> Work to be completed
In the entries below, find the line with "let Some(protocol) = read_u8(frame, ip_start" and the line with "fn eth_frame(ethertype: u16, payload: &[u8])". Return those two lines and all lines between them, exactly.

---------------

//! A small, dependency-free LRU map shared by the content store, PIT and
//! nonce cache. Capacity-bounded, O(1) `get`/`insert`/`remove`, strict LRU
//! eviction on both read and write.
//!
//! Entries live in a `Vec`-backed arena linked into a doubly-linked list so
//! that moving an entry to the front on access is O(1) without touching the
//! hash map itself; the map only ever stores arena indices.

use ahash::AHashMap;
use std::hash::Hash;

type Index = usize;
const NIL: Index = usize::MAX;

struct Node<K, V> {
    key: K,
    value: V,
    prev: Index,
    next: Index,
}

/// A fixed-capacity, strict-LRU map.
pub struct LruTable<K, V> {
    capacity: usize,
    nodes: Vec<Option<Node<K, V>>>,
    index: AHashMap<K, Index>,
    head: Index, // most recently used
    tail: Index, // least recently used
    free: Vec<Index>,
}

impl<K, V> LruTable<K, V>
where
    K: Eq + Hash + Clone,
{
    pub fn new(capacity: usize) -> Self {
        assert!(capacity > 0, "LruTable capacity must be positive");
        Self {
            capacity,
            nodes: Vec::with_capacity(capacity),
            index: AHashMap::with_capacity(capacity),
            head: NIL,
            tail: NIL,
            free: Vec::new(),
        }
    }

    pub fn len(&self) -> usize {
        self.index.len()
    }

    pub fn is_empty(&self) -> bool {
        self.index.is_empty()
    }

    pub fn capacity(&self) -> usize {
        self.capacity
    }

    /// Returns the value for `key`, promoting it to most-recently-used.
    pub fn get(&mut self, key: &K) -> Option<&V> {
        let idx = *self.index.get(key)?;
        self.touch(idx);
        self.nodes[idx].as_ref().map(|n| &n.value)
    }

    /// Returns a mutable value for `key` without changing recency — used by
    /// callers that only want to inspect/update in place after a prior
    /// `get`/`insert` already established recency this packet.
    pub fn peek_mut(&mut self, key: &K) -> Option<&mut V> {
        let idx = *self.index.get(key)?;
        self.nodes[idx].as_mut().map(|n| &mut n.value)
    }

    /// Inserts or overwrites `key`, promoting it to most-recently-used.
    /// Evicts the least-recently-used entry first if the map is full and
    /// `key` is not already present.
    pub fn insert(&mut self, key: K, value: V) {
        if let Some(&idx) = self.index.get(&key) {
            if let Some(node) = self.nodes[idx].as_mut() {
                node.value = value;
            }
            self.touch(idx);
            return;
        }

        if self.index.len() >= self.capacity {
            self.evict_lru();
        }

        let idx = match self.free.pop() {
            Some(idx) => {
                self.nodes[idx] = Some(Node {
                    key: key.clone(),
                    value,
                    prev: NIL,
                    next: NIL,
                });
                idx
            }
            None => {
                self.nodes.push(Some(Node {
                    key: key.clone(),
                    value,
                    prev: NIL,
                    next: NIL,
                }));
                self.nodes.len() - 1
            }
        };

        self.index.insert(key, idx);
        self.push_front(idx);
    }

    /// Removes and returns `key`'s value, if present.
    pub fn remove(&mut self, key: &K) -> Option<V> {
        let idx = self.index.remove(key)?;
        self.unlink(idx);
        self.free.push(idx);
        self.nodes[idx].take().map(|n| n.value)
    }

    fn evict_lru(&mut self) {
        if self.tail == NIL {
            return;
        }
        let victim = self.tail;
        if let Some(node) = self.nodes[victim].as_ref() {
            let key = node.key.clone();
            self.index.remove(&key);
        }
        self.unlink(victim);
        self.free.push(victim);
        self.nodes[victim] = None;
    }

    fn touch(&mut self, idx: Index) {
        if self.head == idx {
            return;
        }
        self.unlink(idx);
        self.push_front(idx);
    }

    fn unlink(&mut self, idx: Index) {
        let (prev, next) = match self.nodes[idx].as_ref() {
            Some(n) => (n.prev, n.next),
            None => return,
        };
        if prev != NIL {
            if let Some(n) = self.nodes[prev].as_mut() {
                n.next = next;
            }
        } else {
            self.head = next;
        }
        if next != NIL {
            if let Some(n) = self.nodes[next].as_mut() {
                n.prev = prev;
            }
        } else {
            self.tail = prev;
        }
        if let Some(n) = self.nodes[idx].as_mut() {
            n.prev = NIL;
            n.next = NIL;
        }
    }

    fn push_front(&mut self, idx: Index) {
        let old_head = self.head;
        if let Some(n) = self.nodes[idx].as_mut() {
            n.prev = NIL;
            n.next = old_head;
        }
        if old_head != NIL {
            if let Some(n) = self.nodes[old_head].as_mut() {
                n.prev = idx;
            }
        }
        self.head = idx;
        if self.tail == NIL {
            self.tail = idx;
        }
    }

    /// Iterates entries in no particular order; used by control-plane
    /// inspection, never on the hot path.
    pub fn iter(&self) -> impl Iterator<Item = (&K, &V)> {
        self.index
            .iter()
            .filter_map(|(k, &idx)| self.nodes[idx].as_ref().map(|n| (k, &n.value)))
    }
}

#[cfg(test)]
mod tests {
    use super::*;

    #[test]
    fn insert_and_get_roundtrip() {
        let mut t: LruTable<u64, &'static str> = LruTable::new(2);
        t.insert(1, "a");
        assert_eq!(t.get(&1), Some(&"a"));
    }

    #[test]
    fn eviction_is_strict_lru() {
        let mut t: LruTable<u64, u32> = LruTable::new(2);
        t.insert(1, 10);
        t.insert(2, 20);
        // touch 1 so 2 becomes LRU
        assert_eq!(t.get(&1), Some(&10));
        t.insert(3, 30);
        assert_eq!(t.get(&2), None, "2 should have been evicted as LRU");
        assert_eq!(t.get(&1), Some(&10));
        assert_eq!(t.get(&3), Some(&30));
    }

    #[test]
    fn remove_then_reinsert_works() {
        let mut t: LruTable<u64, u32> = LruTable::new(2);
        t.insert(1, 10);
        assert_eq!(t.remove(&1), Some(10));
        assert_eq!(t.len(), 0);
        t.insert(1, 11);
        assert_eq!(t.get(&1), Some(&11));
    }

    #[test]
    fn full_at_insertion_makes_new_entry_present_immediately() {
        let mut t: LruTable<u64, u32> = LruTable::new(1);
        t.insert(1, 10);
        t.insert(2, 20);
        assert_eq!(t.len(), 1);
        assert_eq!(t.get(&2), Some(&20));
    }

    #[test]
    fn reused_slot_after_remove_does_not_corrupt_list() {
        let mut t: LruTable<u64, u32> = LruTable::new(3);
        t.insert(1, 10);
        t.insert(2, 20);
        t.insert(3, 30);
        t.remove(&2);
        t.insert(4, 40);
        assert_eq!(t.len(), 3);
        assert_eq!(t.get(&1), Some(&10));
        assert_eq!(t.get(&3), Some(&30));
        assert_eq!(t.get(&4), Some(&40));
    }
}
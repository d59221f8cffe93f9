pub mod counters;
pub mod events;
pub mod handler;
pub mod otel;
pub mod server;

pub use counters::{CounterArray, CounterShard, MetricId, MetricsSnapshot};
pub use events::{EventRecord, EventRing, EventType, EVENT_RING_BYTES};
pub use otel::{init_metrics, OtelMetrics};
pub use server::start_observability_server;
//! Forwarding information base: a plain, non-evicting map from name
//! hash to egress interface, written by the control plane and read by the
//! pipeline. Longest-prefix matching is explicitly out of scope; the
//! control plane installs one entry per fully-qualified name hash.

use ahash::AHashMap;

pub struct Fib {
    table: AHashMap<u64, u32>,
}

impl Default for Fib {
    fn default() -> Self {
        Self::new()
    }
}

impl Fib {
    pub fn new() -> Self {
        Self {
            table: AHashMap::new(),
        }
    }

    pub fn len(&self) -> usize {
        self.table.len()
    }

    pub fn is_empty(&self) -> bool {
        self.table.is_empty()
    }

    pub fn lookup(&self, hash: u64) -> Option<u32> {
        self.table.get(&hash).copied()
    }

    /// Upserts `hash -> egress_ifindex`. An `egress_ifindex` of 0 deletes
    /// the entry, per the control-plane write contract.
    pub fn upsert(&mut self, hash: u64, egress_ifindex: u32) {
        if egress_ifindex == 0 {
            self.table.remove(&hash);
        } else {
            self.table.insert(hash, egress_ifindex);
        }
    }

    /// Resolves a usable egress interface for `hash`, applying the
    /// loopback guard: an entry equal to 0 or to `ingress_ifindex` is
    /// ignored rather than honored.
    pub fn resolve(&self, hash: u64, ingress_ifindex: u32) -> Option<u32> {
        match self.lookup(hash) {
            Some(ifindex) if ifindex != 0 && ifindex != ingress_ifindex => Some(ifindex),
            _ => None,
        }
    }
}
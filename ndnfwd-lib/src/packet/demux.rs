//! L2/L3/L4 demultiplexing.
//!
//! Every helper here takes the raw frame slice plus an offset and returns
//! `Option`/`Result` rather than panicking; bounds are checked before each
//! read, exactly like the TLV codec. Multi-byte integer fields in IP/UDP
//! are network (big-endian) byte order.

pub const ETHERTYPE_IPV4: u16 = 0x0800;
pub const ETHERTYPE_NDN_DIRECT: u16 = 0x8624;
pub const ETH_HEADER_LEN: usize = 14;

pub const IP_PROTO_UDP: u8 = 17;
pub const NDN_UDP_PORT: u16 = 6363;

pub const NDN_TYPE_NACK: u64 = 0x03;
pub const NDN_TYPE_INTEREST: u64 = 0x05;
pub const NDN_TYPE_DATA: u64 = 0x06;
pub const NDN_TYPE_NAME: u64 = 0x07;
pub const NDN_TYPE_NAME_COMPONENT: u64 = 0x08;
pub const NDN_TYPE_NONCE: u64 = 0x0A;
pub const NDN_TYPE_INTEREST_LIFETIME: u64 = 0x0C;
pub const NDN_TYPE_META_INFO: u64 = 0x14;
pub const NDN_TYPE_CONTENT: u64 = 0x15;
pub const NDN_TYPE_SIGNATURE_INFO: u64 = 0x16;
pub const NDN_TYPE_SIGNATURE_VALUE: u64 = 0x17;

/// Outcome of walking the Ethernet/IPv4/UDP headers: either an NDN payload
/// was located, or the frame should be passed through untouched.
pub enum DemuxResult {
    /// Offset of the first byte of the NDN TLV stream within `frame`.
    Ndn { payload_offset: usize },
    /// Not an NDN frame (wrong ethertype, wrong protocol/port, or a
    /// recognised-but-unsupported transport like TCP/6363 or WS/9696).
    NotNdn,
}

fn read_u16_be(buf: &[u8], offset: usize) -> Option<u16> {
    let b = buf.get(offset..offset + 2)?;
    Some(u16::from_be_bytes([b[0], b[1]]))
}

fn read_u8(buf: &[u8], offset: usize) -> Option<u8> {
    buf.get(offset).copied()
}

/// Walks the Ethernet header and, for IPv4, the IPv4+UDP headers, looking
/// for an NDN-over-UDP or NDN-direct payload. Returns `NotNdn` (never an
/// error) for anything that doesn't match — including truncated frames,
/// per the "every bounds failure just means PASS" discipline at this layer.
pub fn demux(frame: &[u8]) -> DemuxResult {
    let Some(ethertype) = read_u16_be(frame, 12) else {
        return DemuxResult::NotNdn;
    };

    match ethertype {
        ETHERTYPE_NDN_DIRECT => DemuxResult::Ndn {
            payload_offset: ETH_HEADER_LEN,
        },
        ETHERTYPE_IPV4 => demux_ipv4(frame),
        _ => DemuxResult::NotNdn,
    }
}

fn demux_ipv4(frame: &[u8]) -> DemuxResult {
    let ip_start = ETH_HEADER_LEN;
    let Some(ver_ihl) = read_u8(frame, ip_start) else {
        return DemuxResult::NotNdn;
    };
    let ihl_words = (ver_ihl & 0x0F) as usize;
    if ihl_words < 5 {
        return DemuxResult::NotNdn;
    }
    let ip_header_len = ihl_words * 4;

    let Some(protocol) = read_u8(frame, ip_start + 9) else {
        return DemuxResult::NotNdn;
    };
    if protocol != IP_PROTO_UDP {
        return DemuxResult::NotNdn;
    }

    let udp_start = ip_start + ip_header_len;
    let (Some(src_port), Some(dst_port)) = (
        read_u16_be(frame, udp_start),
        read_u16_be(frame, udp_start + 2),
    ) else {
        return DemuxResult::NotNdn;
    };

    if src_port != NDN_UDP_PORT && dst_port != NDN_UDP_PORT {
        return DemuxResult::NotNdn;
    }

    const UDP_HEADER_LEN: usize = 8;
    DemuxResult::Ndn {
        payload_offset: udp_start + UDP_HEADER_LEN,
    }
}

#[cfg(test)]
mod tests {
    use super::*;

    fn eth_frame(ethertype: u16, payload: &[u8]) -> Vec<u8> {
        let mut frame = vec![0u8; ETH_HEADER_LEN];
        frame[12..14].copy_from_slice(&ethertype.to_be_bytes());
        frame.extend_from_slice(payload);
        frame
    }

    #[test]
    fn ndn_direct_ethertype_is_recognised() {
        let frame = eth_frame(ETHERTYPE_NDN_DIRECT, &[0x05, 0x00]);
        match demux(&frame) {
            DemuxResult::Ndn { payload_offset } => assert_eq!(payload_offset, ETH_HEADER_LEN),
            DemuxResult::NotNdn => panic!("expected NDN payload"),
        }
    }

    #[test]
    fn unrecognised_ethertype_passes() {
        let frame = eth_frame(0x86DD /* IPv6 */, &[]);
        assert!(matches!(demux(&frame), DemuxResult::NotNdn));
    }

    #[test]
    fn ipv4_udp_6363_is_recognised() {
        let mut frame = eth_frame(ETHERTYPE_IPV4, &[]);
        // IPv4 header, 20 bytes, ihl=5
        frame.extend_from_slice(&[0x45, 0, 0, 0, 0, 0, 0, 0, 64, IP_PROTO_UDP, 0, 0, 0, 0, 0, 0, 0, 0, 0, 0]);
        // UDP header: src=12345, dst=6363, len, checksum
        frame.extend_from_slice(&12345u16.to_be_bytes());
        frame.extend_from_slice(&NDN_UDP_PORT.to_be_bytes());
        frame.extend_from_slice(&[0, 8, 0, 0]);
        frame.extend_from_slice(&[0x05, 0x00]);

        match demux(&frame) {
            DemuxResult::Ndn { payload_offset } => {
                assert_eq!(&frame[payload_offset..], &[0x05, 0x00]);
            }
            DemuxResult::NotNdn => panic!("expected NDN payload"),
        }
    }

    #[test]
    fn ipv4_tcp_is_passed_through() {
        let mut frame = eth_frame(ETHERTYPE_IPV4, &[]);
        frame.extend_from_slice(&[0x45, 0, 0, 0, 0, 0, 0, 0, 64, 6 /* TCP */, 0, 0, 0, 0, 0, 0, 0, 0, 0, 0]);
        assert!(matches!(demux(&frame), DemuxResult::NotNdn));
    }

    #[test]
    fn truncated_frame_passes_rather_than_panics() {
        let frame = [0u8; 4];
        assert!(matches!(demux(&frame), DemuxResult::NotNdn));
    }
}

---------------

> Response area
    let Some(protocol) = read_u8(frame, ip_start + 9) else {
        return DemuxResult::NotNdn;
    };
    if protocol != IP_PROTO_UDP {
        return DemuxResult::NotNdn;
    }

    let udp_start = ip_start + ip_header_len;
    let (Some(src_port), Some(dst_port)) = (
        read_u16_be(frame, udp_start),
        read_u16_be(frame, udp_start + 2),
    ) else {
        return DemuxResult::NotNdn;
    };

    if src_port != NDN_UDP_PORT && dst_port != NDN_UDP_PORT {
        return DemuxResult::NotNdn;
    }

    const UDP_HEADER_LEN: usize = 8;
    DemuxResult::Ndn {
        payload_offset: udp_start + UDP_HEADER_LEN,
    }
}

#[cfg(test)]
mod tests {
    use super::*;

    fn eth_frame(ethertype: u16, payload: &[u8]) -> Vec<u8> {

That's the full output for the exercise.